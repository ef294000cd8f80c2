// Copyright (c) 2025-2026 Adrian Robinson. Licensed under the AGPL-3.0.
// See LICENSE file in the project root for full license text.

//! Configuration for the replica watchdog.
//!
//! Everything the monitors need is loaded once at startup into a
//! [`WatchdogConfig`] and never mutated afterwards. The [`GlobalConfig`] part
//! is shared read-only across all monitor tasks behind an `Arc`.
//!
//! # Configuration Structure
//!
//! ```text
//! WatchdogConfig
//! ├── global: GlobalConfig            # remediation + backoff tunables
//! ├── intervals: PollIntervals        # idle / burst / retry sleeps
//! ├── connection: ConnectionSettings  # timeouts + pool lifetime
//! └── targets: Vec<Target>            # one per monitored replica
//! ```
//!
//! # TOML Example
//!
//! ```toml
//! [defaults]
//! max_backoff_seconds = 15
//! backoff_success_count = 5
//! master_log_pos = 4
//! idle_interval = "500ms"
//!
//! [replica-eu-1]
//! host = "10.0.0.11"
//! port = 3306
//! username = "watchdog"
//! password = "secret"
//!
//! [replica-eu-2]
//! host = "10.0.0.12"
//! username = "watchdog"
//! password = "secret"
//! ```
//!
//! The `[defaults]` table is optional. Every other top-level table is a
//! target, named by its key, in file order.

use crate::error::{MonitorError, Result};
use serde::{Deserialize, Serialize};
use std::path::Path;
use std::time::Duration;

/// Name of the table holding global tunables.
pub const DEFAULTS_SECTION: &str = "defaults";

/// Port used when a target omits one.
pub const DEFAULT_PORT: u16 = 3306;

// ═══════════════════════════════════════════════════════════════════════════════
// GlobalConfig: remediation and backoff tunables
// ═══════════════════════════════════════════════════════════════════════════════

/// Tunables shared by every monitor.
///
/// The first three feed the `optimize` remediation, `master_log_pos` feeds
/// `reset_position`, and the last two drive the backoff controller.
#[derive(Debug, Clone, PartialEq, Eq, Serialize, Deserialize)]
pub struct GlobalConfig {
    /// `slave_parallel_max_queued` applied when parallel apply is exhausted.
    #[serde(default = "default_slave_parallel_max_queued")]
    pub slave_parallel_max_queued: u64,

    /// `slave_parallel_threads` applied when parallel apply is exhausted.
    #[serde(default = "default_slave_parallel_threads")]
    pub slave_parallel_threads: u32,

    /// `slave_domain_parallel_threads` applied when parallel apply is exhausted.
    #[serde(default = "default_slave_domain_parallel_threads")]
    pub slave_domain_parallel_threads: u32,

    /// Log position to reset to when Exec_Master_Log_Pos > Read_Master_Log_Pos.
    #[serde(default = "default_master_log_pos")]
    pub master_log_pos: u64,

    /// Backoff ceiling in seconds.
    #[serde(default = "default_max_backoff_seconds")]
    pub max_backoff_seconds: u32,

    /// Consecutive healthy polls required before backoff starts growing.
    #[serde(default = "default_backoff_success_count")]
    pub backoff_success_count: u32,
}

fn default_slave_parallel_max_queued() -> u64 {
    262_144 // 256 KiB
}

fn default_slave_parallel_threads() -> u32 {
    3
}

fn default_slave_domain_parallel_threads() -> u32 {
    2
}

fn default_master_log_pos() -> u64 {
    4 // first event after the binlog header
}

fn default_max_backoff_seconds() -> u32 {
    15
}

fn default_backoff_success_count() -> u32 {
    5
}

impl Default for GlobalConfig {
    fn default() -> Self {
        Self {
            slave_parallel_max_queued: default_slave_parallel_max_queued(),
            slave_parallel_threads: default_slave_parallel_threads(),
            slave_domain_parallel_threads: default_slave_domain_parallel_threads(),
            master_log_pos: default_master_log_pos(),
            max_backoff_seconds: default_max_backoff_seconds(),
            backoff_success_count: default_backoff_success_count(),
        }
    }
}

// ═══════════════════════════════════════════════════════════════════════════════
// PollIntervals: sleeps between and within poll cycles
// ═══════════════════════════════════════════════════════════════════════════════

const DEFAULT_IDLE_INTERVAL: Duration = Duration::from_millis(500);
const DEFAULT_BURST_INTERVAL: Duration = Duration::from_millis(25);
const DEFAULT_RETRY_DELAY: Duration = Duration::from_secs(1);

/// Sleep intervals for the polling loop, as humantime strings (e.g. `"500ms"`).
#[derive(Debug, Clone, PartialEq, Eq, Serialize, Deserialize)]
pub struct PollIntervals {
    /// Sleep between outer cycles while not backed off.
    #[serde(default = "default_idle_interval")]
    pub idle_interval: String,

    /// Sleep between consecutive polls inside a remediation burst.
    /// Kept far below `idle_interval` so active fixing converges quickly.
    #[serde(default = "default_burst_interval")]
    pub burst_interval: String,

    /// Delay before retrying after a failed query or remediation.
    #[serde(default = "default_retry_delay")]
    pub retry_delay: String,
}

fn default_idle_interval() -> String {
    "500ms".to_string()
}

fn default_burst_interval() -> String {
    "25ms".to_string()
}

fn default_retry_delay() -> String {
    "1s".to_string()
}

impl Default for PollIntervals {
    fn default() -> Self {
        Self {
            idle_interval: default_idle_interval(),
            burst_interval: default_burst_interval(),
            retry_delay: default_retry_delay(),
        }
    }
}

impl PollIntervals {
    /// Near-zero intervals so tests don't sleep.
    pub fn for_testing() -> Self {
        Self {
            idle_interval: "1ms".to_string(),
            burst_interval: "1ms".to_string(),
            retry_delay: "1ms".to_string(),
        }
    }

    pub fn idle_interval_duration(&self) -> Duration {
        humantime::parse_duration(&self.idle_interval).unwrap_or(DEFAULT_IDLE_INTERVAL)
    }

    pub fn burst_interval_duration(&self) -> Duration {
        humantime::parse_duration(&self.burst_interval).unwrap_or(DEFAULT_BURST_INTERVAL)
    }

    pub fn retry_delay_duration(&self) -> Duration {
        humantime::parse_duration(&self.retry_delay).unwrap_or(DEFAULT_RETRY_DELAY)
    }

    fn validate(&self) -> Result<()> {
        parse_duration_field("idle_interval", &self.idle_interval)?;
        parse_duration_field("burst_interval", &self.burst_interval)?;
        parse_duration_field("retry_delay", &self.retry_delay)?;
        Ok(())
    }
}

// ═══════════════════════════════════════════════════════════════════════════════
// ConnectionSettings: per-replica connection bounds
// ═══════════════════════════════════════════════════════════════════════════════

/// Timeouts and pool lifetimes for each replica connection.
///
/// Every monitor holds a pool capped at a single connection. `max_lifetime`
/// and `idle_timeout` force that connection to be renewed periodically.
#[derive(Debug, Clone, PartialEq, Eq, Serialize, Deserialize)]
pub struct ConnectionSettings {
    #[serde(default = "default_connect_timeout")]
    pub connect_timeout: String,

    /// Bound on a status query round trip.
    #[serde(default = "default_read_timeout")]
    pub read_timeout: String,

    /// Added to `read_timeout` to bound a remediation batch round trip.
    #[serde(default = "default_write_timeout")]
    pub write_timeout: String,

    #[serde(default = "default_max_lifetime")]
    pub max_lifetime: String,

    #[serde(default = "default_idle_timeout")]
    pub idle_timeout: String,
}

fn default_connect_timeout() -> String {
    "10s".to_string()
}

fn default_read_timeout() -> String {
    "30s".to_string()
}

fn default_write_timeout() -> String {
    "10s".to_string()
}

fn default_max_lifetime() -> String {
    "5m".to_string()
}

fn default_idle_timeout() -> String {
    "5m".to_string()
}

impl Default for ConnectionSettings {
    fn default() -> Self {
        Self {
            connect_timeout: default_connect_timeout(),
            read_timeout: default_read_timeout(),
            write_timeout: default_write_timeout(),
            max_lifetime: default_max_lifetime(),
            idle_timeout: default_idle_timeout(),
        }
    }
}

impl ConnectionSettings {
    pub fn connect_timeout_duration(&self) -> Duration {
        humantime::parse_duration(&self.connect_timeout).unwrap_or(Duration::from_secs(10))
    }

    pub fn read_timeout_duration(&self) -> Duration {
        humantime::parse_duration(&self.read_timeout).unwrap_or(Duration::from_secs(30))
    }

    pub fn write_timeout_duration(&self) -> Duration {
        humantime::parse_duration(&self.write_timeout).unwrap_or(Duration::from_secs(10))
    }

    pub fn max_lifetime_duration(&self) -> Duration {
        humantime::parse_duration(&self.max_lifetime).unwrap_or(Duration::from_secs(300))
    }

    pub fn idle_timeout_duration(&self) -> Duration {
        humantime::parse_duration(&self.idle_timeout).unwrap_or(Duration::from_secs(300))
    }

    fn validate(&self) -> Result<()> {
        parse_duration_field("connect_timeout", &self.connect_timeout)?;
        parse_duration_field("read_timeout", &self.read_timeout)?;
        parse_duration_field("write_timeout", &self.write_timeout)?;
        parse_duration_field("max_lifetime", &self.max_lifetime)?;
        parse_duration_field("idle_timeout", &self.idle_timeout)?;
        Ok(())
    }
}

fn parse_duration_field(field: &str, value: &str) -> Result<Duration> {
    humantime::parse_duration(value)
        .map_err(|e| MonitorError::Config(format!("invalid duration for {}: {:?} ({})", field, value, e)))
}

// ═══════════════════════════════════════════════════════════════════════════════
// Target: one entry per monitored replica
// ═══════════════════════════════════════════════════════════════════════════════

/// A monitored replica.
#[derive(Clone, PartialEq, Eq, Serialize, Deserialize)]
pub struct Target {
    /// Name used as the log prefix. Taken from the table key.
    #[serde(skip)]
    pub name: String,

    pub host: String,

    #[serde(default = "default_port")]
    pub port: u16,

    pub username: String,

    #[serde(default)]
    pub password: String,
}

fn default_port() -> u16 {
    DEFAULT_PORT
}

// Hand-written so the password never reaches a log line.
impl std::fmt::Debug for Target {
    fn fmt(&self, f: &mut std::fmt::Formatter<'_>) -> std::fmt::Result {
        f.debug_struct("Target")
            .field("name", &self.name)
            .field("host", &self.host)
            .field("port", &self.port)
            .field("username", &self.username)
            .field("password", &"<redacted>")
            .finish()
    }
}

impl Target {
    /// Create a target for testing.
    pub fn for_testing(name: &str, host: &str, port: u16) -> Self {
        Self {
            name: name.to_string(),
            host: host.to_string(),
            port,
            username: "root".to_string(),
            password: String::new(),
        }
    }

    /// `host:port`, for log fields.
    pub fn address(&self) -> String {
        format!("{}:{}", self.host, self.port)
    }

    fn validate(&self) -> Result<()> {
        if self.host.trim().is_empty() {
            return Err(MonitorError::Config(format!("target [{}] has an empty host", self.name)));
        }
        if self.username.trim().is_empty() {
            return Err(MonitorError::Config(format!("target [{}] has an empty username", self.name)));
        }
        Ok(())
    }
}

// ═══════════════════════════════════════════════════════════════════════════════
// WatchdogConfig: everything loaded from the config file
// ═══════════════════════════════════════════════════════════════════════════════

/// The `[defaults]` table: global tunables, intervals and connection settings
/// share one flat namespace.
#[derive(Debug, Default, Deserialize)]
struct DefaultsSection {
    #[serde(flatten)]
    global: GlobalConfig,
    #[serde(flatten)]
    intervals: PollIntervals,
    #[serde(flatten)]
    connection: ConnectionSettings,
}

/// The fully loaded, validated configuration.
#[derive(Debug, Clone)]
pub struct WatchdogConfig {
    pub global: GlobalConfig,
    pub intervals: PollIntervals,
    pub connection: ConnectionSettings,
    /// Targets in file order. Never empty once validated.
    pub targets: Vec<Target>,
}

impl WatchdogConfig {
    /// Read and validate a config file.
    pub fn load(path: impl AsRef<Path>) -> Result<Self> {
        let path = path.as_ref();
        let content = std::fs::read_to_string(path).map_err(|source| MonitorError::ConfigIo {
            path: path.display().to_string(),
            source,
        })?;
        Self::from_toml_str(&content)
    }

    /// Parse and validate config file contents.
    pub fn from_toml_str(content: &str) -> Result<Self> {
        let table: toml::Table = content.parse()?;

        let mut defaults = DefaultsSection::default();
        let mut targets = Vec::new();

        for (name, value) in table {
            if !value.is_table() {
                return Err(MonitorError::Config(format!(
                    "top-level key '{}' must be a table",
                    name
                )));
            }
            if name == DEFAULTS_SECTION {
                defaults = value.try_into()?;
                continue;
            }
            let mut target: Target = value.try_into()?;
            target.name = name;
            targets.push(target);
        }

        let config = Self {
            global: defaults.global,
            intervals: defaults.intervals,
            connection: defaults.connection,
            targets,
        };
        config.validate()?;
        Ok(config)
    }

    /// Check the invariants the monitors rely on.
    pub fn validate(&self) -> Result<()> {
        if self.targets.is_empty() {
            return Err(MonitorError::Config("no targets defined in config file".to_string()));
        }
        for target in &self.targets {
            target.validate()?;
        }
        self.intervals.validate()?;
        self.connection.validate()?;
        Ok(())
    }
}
========
WHAT YOU WILL DO ::
Copy out precisely the lines from the line with "#[derive(Debug, Default, Deserialize)]" to the line with "loaded, validated configuration." in the material above, including those two lines and omitting all the rest.

EXPECTED ANSWER ::
#[derive(Debug, Default, Deserialize)]
struct DefaultsSection {
    #[serde(flatten)]
    global: GlobalConfig,
    #[serde(flatten)]
    intervals: PollIntervals,
    #[serde(flatten)]
    connection: ConnectionSettings,
}

/// The fully loaded, validated configuration.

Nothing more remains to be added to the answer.